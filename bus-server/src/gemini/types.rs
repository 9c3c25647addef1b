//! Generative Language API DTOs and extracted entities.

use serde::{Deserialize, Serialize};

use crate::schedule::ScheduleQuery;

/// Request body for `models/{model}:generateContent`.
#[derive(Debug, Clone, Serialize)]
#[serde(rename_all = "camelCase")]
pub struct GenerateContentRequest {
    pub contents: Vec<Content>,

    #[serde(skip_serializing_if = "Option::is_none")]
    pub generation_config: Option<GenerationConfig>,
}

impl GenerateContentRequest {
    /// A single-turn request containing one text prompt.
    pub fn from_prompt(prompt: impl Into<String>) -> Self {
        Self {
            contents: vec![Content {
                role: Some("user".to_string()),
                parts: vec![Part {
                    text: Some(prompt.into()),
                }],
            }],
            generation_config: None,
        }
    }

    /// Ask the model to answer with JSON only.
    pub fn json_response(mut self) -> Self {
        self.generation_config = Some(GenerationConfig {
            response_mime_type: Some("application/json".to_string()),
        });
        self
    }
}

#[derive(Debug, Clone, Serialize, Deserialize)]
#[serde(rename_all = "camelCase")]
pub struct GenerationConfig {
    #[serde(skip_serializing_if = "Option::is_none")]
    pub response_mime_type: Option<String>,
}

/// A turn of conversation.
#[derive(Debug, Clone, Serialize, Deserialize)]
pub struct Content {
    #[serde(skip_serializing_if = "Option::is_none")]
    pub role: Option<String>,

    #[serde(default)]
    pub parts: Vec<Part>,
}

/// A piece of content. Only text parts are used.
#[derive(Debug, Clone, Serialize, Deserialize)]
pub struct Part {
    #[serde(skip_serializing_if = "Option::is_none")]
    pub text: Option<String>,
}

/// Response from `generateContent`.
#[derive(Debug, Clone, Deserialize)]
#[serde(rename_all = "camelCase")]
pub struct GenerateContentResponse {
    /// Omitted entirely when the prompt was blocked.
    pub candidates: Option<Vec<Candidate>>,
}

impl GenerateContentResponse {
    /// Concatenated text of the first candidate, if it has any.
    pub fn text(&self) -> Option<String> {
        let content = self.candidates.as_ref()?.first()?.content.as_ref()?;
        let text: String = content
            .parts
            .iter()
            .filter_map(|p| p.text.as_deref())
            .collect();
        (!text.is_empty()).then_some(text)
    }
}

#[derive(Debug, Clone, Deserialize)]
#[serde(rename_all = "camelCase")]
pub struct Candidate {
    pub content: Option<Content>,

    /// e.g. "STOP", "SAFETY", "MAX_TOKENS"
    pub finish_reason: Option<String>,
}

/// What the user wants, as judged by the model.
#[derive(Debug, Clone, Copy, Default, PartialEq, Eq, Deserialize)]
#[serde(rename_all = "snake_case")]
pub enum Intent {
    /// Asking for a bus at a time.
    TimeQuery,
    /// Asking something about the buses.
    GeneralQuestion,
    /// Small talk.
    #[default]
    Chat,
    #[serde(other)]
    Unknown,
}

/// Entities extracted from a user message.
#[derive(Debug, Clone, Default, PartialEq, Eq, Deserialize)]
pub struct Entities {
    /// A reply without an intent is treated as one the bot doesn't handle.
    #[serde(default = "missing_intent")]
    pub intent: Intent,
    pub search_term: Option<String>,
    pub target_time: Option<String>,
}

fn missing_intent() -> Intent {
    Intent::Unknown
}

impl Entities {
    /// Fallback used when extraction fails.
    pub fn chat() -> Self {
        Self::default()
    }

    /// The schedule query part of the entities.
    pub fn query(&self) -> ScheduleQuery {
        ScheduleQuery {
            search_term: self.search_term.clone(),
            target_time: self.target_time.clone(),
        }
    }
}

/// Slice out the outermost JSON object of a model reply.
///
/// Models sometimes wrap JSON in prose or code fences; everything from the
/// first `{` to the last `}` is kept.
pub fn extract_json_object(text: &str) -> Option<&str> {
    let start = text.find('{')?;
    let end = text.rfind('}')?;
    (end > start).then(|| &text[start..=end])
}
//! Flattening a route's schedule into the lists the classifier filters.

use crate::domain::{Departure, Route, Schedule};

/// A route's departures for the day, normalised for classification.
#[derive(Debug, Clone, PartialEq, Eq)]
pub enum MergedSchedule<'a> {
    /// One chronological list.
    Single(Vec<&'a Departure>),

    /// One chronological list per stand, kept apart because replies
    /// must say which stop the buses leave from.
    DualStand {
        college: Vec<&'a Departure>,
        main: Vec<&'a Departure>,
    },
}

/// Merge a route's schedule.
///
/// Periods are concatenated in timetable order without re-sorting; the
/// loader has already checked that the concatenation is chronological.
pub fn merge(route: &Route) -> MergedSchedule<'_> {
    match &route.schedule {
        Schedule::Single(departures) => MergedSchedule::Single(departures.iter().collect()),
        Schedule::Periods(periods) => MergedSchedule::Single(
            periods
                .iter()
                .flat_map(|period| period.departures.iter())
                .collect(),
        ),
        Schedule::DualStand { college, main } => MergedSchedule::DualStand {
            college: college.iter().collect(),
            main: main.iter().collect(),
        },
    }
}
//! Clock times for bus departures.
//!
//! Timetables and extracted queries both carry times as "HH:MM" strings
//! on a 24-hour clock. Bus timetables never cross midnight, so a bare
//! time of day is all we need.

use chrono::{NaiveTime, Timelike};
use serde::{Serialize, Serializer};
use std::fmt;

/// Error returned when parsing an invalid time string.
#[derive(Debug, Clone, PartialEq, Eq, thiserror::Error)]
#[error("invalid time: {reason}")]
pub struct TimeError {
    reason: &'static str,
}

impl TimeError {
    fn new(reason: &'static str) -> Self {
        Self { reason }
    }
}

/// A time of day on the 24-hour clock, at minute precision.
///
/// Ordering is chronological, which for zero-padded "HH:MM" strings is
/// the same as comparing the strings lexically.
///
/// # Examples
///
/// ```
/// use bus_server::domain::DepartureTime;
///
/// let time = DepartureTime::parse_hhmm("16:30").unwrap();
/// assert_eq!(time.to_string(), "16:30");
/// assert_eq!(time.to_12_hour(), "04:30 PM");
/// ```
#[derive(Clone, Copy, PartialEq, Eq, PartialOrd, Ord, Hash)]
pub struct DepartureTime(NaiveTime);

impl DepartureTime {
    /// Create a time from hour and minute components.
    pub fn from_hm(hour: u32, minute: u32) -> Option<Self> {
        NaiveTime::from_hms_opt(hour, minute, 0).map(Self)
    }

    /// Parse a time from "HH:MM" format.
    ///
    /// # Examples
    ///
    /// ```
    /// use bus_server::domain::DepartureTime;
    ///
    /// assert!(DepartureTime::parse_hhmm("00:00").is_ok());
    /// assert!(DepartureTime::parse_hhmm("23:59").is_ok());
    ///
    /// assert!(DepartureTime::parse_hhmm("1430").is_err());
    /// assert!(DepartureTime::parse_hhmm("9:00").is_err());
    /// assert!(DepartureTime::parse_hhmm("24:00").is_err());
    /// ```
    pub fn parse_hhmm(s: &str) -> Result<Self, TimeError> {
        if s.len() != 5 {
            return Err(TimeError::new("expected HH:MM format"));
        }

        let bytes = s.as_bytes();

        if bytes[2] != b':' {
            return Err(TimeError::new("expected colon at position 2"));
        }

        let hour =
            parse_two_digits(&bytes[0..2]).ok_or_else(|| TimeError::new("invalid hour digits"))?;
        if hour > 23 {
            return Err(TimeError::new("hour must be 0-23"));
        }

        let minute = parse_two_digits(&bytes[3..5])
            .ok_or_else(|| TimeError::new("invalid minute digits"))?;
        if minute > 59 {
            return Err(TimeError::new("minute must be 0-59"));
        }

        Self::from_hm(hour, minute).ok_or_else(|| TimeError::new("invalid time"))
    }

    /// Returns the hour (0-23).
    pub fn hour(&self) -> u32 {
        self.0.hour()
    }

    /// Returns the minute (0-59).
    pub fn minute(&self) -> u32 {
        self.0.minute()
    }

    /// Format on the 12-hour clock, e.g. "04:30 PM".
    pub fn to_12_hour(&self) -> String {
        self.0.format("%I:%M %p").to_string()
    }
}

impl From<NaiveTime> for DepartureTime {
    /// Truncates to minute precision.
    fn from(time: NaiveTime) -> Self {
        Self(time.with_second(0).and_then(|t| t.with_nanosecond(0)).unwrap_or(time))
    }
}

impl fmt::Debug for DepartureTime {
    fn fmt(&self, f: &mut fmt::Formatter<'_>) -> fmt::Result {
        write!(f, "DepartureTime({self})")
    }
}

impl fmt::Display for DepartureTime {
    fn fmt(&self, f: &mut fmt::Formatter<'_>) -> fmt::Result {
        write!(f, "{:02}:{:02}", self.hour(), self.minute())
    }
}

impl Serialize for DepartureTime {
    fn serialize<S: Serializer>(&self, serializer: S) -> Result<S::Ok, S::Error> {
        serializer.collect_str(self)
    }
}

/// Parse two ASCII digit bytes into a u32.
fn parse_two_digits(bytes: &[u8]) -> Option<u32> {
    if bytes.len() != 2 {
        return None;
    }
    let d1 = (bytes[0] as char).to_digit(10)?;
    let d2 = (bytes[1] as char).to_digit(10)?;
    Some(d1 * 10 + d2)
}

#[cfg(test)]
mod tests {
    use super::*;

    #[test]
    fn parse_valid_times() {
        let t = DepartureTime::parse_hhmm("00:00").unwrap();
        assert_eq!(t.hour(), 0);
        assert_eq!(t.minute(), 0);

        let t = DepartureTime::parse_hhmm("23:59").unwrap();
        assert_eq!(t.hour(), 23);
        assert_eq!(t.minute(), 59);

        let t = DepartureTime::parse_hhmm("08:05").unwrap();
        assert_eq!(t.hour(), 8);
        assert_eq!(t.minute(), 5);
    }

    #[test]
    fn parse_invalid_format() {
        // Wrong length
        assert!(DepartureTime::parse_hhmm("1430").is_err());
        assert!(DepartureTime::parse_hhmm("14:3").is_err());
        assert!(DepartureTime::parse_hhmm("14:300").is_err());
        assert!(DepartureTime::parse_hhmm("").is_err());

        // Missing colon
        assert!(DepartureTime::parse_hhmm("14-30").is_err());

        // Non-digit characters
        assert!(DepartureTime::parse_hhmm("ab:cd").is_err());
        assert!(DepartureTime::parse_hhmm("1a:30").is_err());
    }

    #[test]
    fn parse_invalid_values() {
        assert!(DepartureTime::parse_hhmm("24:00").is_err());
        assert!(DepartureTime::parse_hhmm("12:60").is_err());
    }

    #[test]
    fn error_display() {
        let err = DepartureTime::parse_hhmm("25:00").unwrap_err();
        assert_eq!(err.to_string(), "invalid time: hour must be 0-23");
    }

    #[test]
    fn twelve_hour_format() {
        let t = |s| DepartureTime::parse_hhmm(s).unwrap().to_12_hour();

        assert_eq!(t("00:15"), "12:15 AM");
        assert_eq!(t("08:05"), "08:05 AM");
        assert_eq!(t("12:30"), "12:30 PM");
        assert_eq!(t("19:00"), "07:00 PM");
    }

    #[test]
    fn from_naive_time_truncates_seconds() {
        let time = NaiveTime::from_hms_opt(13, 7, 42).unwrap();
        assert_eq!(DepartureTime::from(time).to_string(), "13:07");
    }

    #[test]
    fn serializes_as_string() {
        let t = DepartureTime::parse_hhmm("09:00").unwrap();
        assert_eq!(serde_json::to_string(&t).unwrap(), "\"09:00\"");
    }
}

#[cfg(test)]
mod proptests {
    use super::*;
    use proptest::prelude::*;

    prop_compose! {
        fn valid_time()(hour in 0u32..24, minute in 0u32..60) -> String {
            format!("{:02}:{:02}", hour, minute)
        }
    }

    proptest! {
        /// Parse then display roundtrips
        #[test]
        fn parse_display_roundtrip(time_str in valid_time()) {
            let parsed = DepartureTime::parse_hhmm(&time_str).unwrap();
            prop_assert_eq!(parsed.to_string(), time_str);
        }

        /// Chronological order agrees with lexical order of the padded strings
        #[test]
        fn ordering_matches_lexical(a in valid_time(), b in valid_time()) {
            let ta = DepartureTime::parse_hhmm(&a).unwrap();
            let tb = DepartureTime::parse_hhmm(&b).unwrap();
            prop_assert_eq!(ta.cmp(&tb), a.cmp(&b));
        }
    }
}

---------------

_Task description:_ Output only the count of lines in the data containing "which".

_Answer section:_ 2